[[ Dataset excerpts, beginning ]]

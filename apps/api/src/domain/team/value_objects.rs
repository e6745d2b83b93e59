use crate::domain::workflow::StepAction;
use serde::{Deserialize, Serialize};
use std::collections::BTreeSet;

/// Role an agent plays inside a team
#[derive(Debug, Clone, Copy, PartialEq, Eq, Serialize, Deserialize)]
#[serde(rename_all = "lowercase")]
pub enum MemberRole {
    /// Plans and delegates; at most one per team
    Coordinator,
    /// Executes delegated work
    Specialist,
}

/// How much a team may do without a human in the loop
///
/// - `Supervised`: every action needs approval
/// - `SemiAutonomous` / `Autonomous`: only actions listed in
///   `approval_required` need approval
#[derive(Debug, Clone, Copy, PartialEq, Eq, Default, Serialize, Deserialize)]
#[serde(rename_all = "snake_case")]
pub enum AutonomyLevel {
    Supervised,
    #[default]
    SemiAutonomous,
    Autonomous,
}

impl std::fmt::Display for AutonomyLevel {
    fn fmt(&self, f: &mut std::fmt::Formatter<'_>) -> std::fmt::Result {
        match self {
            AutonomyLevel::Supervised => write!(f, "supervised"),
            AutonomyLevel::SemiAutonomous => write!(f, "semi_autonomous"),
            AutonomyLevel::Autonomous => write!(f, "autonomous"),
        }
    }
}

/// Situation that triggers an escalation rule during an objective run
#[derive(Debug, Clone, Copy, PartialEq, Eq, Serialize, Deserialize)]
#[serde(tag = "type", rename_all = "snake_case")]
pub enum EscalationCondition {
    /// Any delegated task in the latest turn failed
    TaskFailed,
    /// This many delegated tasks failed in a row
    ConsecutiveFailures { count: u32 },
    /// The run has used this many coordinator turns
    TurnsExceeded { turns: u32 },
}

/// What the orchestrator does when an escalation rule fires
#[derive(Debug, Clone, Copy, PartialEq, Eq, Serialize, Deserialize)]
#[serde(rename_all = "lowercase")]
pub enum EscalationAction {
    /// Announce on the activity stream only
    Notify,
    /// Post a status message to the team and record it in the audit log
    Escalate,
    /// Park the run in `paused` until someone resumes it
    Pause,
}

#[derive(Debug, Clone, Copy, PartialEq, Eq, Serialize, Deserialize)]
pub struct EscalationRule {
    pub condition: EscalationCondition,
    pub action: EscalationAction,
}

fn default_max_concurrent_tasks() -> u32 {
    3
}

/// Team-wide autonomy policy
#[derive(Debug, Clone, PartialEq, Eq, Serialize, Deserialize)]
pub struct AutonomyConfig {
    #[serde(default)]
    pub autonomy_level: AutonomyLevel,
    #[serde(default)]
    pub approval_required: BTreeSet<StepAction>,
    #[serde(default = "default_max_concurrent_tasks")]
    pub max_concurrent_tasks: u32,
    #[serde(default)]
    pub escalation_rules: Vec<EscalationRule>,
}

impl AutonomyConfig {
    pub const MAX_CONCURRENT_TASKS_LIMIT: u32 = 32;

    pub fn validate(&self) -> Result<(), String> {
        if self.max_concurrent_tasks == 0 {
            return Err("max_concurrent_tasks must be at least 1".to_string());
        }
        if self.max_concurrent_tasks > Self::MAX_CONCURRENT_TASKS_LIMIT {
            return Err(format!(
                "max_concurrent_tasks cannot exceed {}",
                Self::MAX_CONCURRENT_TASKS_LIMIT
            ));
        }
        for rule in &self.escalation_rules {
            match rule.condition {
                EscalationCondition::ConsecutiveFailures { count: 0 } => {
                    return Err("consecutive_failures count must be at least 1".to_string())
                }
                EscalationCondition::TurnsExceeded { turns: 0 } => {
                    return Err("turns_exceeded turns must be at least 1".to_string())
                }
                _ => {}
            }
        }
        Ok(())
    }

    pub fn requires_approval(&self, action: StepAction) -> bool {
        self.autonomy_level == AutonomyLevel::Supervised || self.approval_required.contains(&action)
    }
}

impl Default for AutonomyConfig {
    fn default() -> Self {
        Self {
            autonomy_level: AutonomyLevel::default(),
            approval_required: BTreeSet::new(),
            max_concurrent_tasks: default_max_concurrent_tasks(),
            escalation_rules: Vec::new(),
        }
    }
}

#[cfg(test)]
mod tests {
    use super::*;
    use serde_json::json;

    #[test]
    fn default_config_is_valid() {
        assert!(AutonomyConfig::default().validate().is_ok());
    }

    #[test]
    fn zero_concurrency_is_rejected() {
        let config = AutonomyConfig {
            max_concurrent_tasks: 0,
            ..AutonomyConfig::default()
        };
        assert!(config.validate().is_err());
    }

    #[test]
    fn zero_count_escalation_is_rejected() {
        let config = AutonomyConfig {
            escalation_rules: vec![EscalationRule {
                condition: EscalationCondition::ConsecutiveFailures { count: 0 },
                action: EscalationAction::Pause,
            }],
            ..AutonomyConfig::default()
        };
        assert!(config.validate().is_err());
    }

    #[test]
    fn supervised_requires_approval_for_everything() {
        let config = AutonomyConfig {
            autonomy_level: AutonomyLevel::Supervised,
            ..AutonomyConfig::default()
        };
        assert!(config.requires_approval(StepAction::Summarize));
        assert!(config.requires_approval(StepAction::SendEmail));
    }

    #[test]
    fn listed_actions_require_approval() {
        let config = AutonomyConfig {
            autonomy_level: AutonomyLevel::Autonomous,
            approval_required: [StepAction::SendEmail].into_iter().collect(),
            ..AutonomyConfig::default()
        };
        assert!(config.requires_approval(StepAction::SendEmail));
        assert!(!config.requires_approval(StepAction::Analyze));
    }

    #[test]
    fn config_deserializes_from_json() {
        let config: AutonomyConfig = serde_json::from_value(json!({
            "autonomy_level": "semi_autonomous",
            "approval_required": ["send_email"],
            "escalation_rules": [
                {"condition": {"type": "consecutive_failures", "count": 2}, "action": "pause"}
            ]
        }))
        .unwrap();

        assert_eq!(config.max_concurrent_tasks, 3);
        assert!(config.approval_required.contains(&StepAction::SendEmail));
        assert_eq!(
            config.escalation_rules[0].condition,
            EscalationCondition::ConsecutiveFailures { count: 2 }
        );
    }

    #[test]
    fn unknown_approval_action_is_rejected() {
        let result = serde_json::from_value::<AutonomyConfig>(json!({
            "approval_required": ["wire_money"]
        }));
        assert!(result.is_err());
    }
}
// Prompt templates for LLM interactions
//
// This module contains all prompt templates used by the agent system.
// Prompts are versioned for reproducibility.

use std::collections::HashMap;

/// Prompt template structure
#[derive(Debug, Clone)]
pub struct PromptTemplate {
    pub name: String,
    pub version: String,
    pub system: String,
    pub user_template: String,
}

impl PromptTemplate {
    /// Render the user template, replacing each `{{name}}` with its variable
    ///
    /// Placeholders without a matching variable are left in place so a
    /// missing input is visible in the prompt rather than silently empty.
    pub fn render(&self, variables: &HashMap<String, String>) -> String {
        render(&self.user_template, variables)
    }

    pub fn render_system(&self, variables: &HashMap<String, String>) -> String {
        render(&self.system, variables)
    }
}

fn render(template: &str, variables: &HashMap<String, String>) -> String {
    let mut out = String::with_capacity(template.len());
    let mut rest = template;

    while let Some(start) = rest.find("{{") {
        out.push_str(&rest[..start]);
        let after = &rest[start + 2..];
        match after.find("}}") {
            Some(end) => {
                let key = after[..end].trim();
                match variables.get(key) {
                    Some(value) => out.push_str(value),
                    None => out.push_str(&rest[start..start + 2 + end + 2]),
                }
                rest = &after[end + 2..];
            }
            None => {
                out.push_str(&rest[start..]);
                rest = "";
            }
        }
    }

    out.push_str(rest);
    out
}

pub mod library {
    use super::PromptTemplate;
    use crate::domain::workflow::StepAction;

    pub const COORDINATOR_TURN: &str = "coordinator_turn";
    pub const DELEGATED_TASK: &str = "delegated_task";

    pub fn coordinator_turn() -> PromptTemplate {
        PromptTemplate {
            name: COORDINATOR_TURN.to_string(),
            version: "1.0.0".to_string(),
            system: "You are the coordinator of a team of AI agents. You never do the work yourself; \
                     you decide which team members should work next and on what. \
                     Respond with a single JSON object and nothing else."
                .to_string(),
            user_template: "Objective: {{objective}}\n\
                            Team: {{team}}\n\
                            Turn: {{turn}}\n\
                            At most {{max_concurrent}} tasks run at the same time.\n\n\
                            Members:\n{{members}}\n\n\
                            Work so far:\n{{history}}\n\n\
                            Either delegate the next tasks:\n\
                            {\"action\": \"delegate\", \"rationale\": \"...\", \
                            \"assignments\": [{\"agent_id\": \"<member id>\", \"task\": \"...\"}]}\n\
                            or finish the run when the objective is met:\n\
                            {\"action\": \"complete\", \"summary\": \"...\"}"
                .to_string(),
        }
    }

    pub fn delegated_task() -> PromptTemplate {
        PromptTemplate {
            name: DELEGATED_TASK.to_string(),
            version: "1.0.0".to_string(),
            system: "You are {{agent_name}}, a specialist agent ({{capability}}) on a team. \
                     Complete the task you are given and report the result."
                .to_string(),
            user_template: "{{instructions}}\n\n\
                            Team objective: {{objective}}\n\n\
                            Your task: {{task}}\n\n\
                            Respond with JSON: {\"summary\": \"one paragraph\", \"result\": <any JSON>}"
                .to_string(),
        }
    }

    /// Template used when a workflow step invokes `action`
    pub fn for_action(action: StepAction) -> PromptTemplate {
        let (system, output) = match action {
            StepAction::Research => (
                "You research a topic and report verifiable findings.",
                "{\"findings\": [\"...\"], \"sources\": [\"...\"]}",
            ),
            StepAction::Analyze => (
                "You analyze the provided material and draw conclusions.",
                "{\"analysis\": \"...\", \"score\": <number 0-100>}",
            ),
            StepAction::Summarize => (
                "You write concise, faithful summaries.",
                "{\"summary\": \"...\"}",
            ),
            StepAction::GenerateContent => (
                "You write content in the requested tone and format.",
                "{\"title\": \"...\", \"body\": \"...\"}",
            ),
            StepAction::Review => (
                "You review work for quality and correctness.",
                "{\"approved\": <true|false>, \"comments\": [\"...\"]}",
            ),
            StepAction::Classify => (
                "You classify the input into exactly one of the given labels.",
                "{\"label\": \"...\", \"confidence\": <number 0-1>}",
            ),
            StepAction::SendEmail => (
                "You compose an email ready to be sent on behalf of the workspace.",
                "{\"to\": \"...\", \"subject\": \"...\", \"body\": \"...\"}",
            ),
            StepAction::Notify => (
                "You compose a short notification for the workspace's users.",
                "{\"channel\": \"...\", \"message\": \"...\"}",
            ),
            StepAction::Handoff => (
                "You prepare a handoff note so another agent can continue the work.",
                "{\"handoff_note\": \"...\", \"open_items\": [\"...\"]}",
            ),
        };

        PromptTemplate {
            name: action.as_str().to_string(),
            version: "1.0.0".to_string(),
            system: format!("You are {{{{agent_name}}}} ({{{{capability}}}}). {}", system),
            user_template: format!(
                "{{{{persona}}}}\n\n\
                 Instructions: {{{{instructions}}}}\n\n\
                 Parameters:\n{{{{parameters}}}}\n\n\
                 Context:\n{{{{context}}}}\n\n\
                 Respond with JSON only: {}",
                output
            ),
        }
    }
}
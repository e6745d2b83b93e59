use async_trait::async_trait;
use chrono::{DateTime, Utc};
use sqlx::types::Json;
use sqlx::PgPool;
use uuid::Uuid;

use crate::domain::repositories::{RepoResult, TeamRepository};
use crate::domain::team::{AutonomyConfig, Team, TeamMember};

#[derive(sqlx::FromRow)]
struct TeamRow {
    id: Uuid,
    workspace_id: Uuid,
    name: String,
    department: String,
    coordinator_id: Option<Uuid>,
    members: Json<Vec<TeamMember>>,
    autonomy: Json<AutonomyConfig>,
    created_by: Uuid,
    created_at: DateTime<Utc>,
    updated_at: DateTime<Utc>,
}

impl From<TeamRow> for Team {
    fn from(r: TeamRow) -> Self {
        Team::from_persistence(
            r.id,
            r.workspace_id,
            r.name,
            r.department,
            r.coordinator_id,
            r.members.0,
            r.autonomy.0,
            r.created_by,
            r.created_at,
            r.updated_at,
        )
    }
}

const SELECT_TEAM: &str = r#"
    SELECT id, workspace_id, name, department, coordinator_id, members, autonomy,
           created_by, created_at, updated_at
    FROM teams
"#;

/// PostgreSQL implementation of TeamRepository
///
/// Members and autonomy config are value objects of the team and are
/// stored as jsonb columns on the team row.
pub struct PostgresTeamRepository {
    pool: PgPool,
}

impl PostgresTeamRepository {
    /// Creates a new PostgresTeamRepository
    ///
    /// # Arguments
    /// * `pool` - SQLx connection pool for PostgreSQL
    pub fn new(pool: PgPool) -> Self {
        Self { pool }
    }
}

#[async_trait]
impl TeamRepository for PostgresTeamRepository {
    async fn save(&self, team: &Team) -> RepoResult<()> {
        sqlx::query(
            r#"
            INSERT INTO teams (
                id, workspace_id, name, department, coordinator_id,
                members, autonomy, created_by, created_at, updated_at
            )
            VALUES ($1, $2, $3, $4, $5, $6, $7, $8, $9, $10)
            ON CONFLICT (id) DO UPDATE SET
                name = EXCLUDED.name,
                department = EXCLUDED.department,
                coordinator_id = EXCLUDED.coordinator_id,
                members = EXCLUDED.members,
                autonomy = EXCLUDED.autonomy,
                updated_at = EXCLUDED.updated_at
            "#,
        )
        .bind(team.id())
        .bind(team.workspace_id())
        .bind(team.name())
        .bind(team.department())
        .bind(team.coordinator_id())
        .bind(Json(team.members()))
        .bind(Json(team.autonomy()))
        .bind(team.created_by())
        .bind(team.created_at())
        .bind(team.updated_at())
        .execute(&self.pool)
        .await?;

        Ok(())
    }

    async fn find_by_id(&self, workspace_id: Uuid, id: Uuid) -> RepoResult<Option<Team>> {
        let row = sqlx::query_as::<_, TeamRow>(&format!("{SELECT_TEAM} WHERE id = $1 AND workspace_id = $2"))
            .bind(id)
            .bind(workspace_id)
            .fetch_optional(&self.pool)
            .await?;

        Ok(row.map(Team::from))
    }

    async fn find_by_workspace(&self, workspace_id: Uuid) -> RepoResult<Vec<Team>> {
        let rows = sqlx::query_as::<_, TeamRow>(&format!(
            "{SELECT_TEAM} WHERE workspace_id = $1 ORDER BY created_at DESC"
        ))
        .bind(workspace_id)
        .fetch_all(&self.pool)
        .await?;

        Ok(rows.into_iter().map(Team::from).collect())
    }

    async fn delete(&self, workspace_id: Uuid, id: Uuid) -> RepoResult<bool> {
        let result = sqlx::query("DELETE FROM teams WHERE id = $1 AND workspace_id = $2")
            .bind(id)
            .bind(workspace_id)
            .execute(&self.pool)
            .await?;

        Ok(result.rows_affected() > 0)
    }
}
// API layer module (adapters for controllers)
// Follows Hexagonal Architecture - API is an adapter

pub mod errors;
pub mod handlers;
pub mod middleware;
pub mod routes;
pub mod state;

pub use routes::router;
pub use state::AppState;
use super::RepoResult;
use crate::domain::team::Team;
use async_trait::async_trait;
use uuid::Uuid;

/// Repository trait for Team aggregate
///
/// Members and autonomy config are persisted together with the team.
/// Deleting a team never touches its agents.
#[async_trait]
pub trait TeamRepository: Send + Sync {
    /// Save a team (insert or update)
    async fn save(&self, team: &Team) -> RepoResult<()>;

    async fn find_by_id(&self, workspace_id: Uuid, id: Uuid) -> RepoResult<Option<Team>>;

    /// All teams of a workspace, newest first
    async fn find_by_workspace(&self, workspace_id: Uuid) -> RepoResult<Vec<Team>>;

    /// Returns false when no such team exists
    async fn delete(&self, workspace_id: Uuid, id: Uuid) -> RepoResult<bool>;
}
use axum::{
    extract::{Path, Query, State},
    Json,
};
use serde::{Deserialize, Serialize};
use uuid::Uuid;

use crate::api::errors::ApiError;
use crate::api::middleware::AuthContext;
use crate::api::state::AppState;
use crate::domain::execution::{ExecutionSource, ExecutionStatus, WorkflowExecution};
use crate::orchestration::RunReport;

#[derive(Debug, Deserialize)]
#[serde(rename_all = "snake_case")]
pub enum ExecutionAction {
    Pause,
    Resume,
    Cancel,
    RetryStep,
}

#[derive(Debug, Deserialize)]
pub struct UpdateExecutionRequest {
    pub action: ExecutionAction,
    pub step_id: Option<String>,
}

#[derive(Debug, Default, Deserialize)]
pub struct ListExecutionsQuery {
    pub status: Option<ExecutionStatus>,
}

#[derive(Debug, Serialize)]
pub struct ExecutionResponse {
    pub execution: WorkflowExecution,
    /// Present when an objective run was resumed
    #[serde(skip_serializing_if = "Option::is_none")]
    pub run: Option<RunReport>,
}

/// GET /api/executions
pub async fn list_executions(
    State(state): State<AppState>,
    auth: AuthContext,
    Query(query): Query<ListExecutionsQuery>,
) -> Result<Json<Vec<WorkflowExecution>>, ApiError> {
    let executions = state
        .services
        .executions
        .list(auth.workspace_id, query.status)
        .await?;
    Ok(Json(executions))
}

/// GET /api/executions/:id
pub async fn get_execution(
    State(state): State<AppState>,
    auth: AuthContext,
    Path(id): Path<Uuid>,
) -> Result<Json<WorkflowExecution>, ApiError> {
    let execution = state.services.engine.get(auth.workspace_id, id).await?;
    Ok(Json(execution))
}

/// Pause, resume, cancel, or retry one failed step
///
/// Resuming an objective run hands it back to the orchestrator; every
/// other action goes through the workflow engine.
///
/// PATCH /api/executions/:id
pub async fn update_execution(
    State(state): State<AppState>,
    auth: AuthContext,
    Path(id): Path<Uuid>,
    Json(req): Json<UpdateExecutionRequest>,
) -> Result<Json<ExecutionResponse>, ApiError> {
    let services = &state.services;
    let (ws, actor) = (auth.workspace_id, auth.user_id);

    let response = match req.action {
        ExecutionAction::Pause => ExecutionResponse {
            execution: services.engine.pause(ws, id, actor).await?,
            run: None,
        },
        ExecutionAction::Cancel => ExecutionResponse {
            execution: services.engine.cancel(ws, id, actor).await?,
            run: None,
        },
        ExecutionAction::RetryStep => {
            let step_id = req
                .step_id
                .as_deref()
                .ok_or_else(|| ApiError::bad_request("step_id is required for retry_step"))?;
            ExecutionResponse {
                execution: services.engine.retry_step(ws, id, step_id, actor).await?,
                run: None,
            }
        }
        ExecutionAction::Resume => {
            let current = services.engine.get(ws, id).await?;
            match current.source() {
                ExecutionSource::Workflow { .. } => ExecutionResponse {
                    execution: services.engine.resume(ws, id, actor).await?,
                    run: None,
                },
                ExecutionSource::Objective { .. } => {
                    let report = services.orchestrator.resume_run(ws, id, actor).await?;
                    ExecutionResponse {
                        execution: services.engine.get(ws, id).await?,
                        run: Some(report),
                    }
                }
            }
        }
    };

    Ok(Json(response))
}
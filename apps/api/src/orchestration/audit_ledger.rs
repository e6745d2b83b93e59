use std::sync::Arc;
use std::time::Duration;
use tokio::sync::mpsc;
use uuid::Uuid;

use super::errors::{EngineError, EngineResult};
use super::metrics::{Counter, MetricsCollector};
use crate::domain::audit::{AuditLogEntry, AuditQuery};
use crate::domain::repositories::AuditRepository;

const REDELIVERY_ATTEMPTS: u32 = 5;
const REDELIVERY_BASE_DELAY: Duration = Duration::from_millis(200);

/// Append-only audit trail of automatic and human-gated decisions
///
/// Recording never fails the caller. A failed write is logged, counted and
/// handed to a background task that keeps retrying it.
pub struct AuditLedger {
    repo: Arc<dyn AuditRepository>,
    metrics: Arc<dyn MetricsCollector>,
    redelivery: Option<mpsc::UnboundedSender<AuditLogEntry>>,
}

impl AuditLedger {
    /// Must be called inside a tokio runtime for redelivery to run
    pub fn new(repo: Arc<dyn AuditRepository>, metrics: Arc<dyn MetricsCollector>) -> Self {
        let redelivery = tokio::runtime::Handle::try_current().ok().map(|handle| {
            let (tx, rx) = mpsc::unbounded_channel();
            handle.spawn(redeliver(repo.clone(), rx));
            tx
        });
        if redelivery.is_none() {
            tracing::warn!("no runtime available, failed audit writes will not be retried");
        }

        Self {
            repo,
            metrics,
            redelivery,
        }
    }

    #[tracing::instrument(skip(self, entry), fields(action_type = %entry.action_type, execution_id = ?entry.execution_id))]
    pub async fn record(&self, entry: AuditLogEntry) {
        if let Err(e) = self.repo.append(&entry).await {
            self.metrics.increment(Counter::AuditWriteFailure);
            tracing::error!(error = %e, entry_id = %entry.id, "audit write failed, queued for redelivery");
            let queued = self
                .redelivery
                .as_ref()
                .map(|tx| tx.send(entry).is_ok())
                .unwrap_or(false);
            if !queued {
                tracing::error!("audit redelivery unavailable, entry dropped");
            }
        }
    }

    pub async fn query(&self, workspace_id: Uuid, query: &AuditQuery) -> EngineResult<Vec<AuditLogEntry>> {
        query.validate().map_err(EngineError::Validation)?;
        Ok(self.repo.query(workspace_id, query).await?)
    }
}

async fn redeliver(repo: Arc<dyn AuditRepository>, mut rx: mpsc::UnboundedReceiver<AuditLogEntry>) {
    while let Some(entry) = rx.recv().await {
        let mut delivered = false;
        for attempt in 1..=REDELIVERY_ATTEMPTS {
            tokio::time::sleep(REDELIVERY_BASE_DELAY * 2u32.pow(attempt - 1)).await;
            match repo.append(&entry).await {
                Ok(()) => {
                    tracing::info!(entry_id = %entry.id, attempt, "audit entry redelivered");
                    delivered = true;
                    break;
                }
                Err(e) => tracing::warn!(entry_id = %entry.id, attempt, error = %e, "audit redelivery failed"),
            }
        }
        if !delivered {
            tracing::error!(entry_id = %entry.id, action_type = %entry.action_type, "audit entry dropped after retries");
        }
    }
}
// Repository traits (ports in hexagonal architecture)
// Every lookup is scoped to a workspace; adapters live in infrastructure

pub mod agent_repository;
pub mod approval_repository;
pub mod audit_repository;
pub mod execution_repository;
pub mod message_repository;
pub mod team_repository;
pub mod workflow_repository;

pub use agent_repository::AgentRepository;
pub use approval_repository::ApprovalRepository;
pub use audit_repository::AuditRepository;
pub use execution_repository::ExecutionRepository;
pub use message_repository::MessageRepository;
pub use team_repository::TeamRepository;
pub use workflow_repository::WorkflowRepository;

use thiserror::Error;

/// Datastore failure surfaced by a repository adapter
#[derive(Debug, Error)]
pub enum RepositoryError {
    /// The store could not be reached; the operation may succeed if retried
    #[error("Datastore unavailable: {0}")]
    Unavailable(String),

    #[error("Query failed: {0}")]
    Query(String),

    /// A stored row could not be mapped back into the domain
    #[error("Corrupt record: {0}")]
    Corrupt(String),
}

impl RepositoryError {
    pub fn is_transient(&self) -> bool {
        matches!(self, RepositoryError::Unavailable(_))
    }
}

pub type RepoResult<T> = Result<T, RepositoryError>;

[[ Dataset excerpts, end ]]

[Your instructions] From the listing above, how many lines contain the word "variables"? Give only the number.

[Answer to the problem] 6